-- Provided information follows --

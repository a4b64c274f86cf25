//! Converts between `web3`'s wire types and the chain-agnostic `Log`/
//! `EthGetLogsFilter` shapes `indexer-types` defines.

use indexer_types::ports::{EthGetLogsFilter, Log};
use web3::types::{FilterBuilder, Log as Web3Log, H160};

pub fn to_web3_filter(from: u64, to: u64, filter: &EthGetLogsFilter) -> web3::types::Filter {
    apply_address_and_topics(FilterBuilder::default().from_block(from.into()).to_block(to.into()), filter).build()
}

/// A filter with no block-range bounds, for `eth_subscribe("logs")`, which
/// always starts from the chain's current state regardless of `fromBlock`.
pub fn to_web3_subscription_filter(filter: &EthGetLogsFilter) -> web3::types::Filter {
    apply_address_and_topics(FilterBuilder::default(), filter).build()
}

fn apply_address_and_topics(mut builder: FilterBuilder, filter: &EthGetLogsFilter) -> FilterBuilder {
    if !filter.contracts.is_empty() {
        let addresses: Vec<H160> = filter
            .contracts
            .iter()
            .filter_map(|address| parse_address(address))
            .collect();
        builder = builder.address(addresses);
    }

    if !filter.topics.is_empty() {
        let topics: Vec<web3::types::H256> = filter.topics.iter().filter_map(|topic| parse_topic(topic)).collect();
        builder = builder.topics(Some(topics), None, None, None);
    }

    builder
}

pub fn from_web3_log(log: Web3Log) -> Option<Log> {
    let block_number = log.block_number?.as_u64();
    let tx_index = log.transaction_index?.as_u32();
    Some(Log {
        block_number,
        tx_index,
        address: format!("0x{:x}", log.address),
        topics: log.topics.iter().map(|t| format!("0x{:x}", t)).collect(),
        data: log.data.0,
    })
}

fn parse_address(address: &str) -> Option<H160> {
    let trimmed = address.trim_start_matches("0x");
    let bytes = hex::decode(trimmed).ok()?;
    if bytes.len() != 20 {
        return None;
    }
    Some(H160::from_slice(&bytes))
}

fn parse_topic(topic: &str) -> Option<web3::types::H256> {
    let trimmed = topic.trim_start_matches("0x");
    let bytes = hex::decode(trimmed).ok()?;
    if bytes.len() != 32 {
        return None;
    }
    Some(web3::types::H256::from_slice(&bytes))
}

#[cfg(test)]
mod tests {
    use super::*;

    #[test]
    fn address_must_be_exactly_20_bytes() {
        assert!(parse_address("0x00").is_none());
        assert!(parse_address(&"0".repeat(40)).is_some());
    }

    #[test]
    fn topic_must_be_exactly_32_bytes() {
        assert!(parse_topic("0x00").is_none());
        assert!(parse_topic(&"0".repeat(64)).is_some());
    }
}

-- Provided information concluded --

Task objective: Please make the answer a complete, exact reproduction of the records.

Task solution:
repository a4b64c274f86cf25
//! Converts between `web3`'s wire types and the chain-agnostic `Log`/
//! `EthGetLogsFilter` shapes `indexer-types` defines.

use indexer_types::ports::{EthGetLogsFilter, Log};
use web3::types::{FilterBuilder, Log as Web3Log, H160};

pub fn to_web3_filter(from: u64, to: u64, filter: &EthGetLogsFilter) -> web3::types::Filter {
    apply_address_and_topics(FilterBuilder::default().from_block(from.into()).to_block(to.into()), filter).build()
}

/// A filter with no block-range bounds, for `eth_subscribe("logs")`, which
/// always starts from the chain's current state regardless of `fromBlock`.
pub fn to_web3_subscription_filter(filter: &EthGetLogsFilter) -> web3::types::Filter {
    apply_address_and_topics(FilterBuilder::default(), filter).build()
}

fn apply_address_and_topics(mut builder: FilterBuilder, filter: &EthGetLogsFilter) -> FilterBuilder {
    if !filter.contracts.is_empty() {
        let addresses: Vec<H160> = filter
            .contracts
            .iter()
            .filter_map(|address| parse_address(address))
            .collect();
        builder = builder.address(addresses);
    }

    if !filter.topics.is_empty() {
        let topics: Vec<web3::types::H256> = filter.topics.iter().filter_map(|topic| parse_topic(topic)).collect();
        builder = builder.topics(Some(topics), None, None, None);
    }

    builder
}

pub fn from_web3_log(log: Web3Log) -> Option<Log> {
    let block_number = log.block_number?.as_u64();
    let tx_index = log.transaction_index?.as_u32();
    Some(Log {
        block_number,
        tx_index,
        address: format!("0x{:x}", log.address),
        topics: log.topics.iter().map(|t| format!("0x{:x}", t)).collect(),
        data: log.data.0,
    })
}

fn parse_address(address: &str) -> Option<H160> {
    let trimmed = address.trim_start_matches("0x");
    let bytes = hex::decode(trimmed).ok()?;
    if bytes.len() != 20 {
        return None;
    }
    Some(H160::from_slice(&bytes))
}

fn parse_topic(topic: &str) -> Option<web3::types::H256> {
    let trimmed = topic.trim_start_matches("0x");
    let bytes = hex::decode(trimmed).ok()?;
    if bytes.len() != 32 {
        return None;
    }
    Some(web3::types::H256::from_slice(&bytes))
}

#[cfg(test)]
mod tests {
    use super::*;

    #[test]
    fn address_must_be_exactly_20_bytes() {
        assert!(parse_address("0x00").is_none());
        assert!(parse_address(&"0".repeat(40)).is_some());
    }

    #[test]
    fn topic_must_be_exactly_32_bytes() {
        assert!(parse_topic("0x00").is_none());
        assert!(parse_topic(&"0".repeat(64)).is_some());
    }
}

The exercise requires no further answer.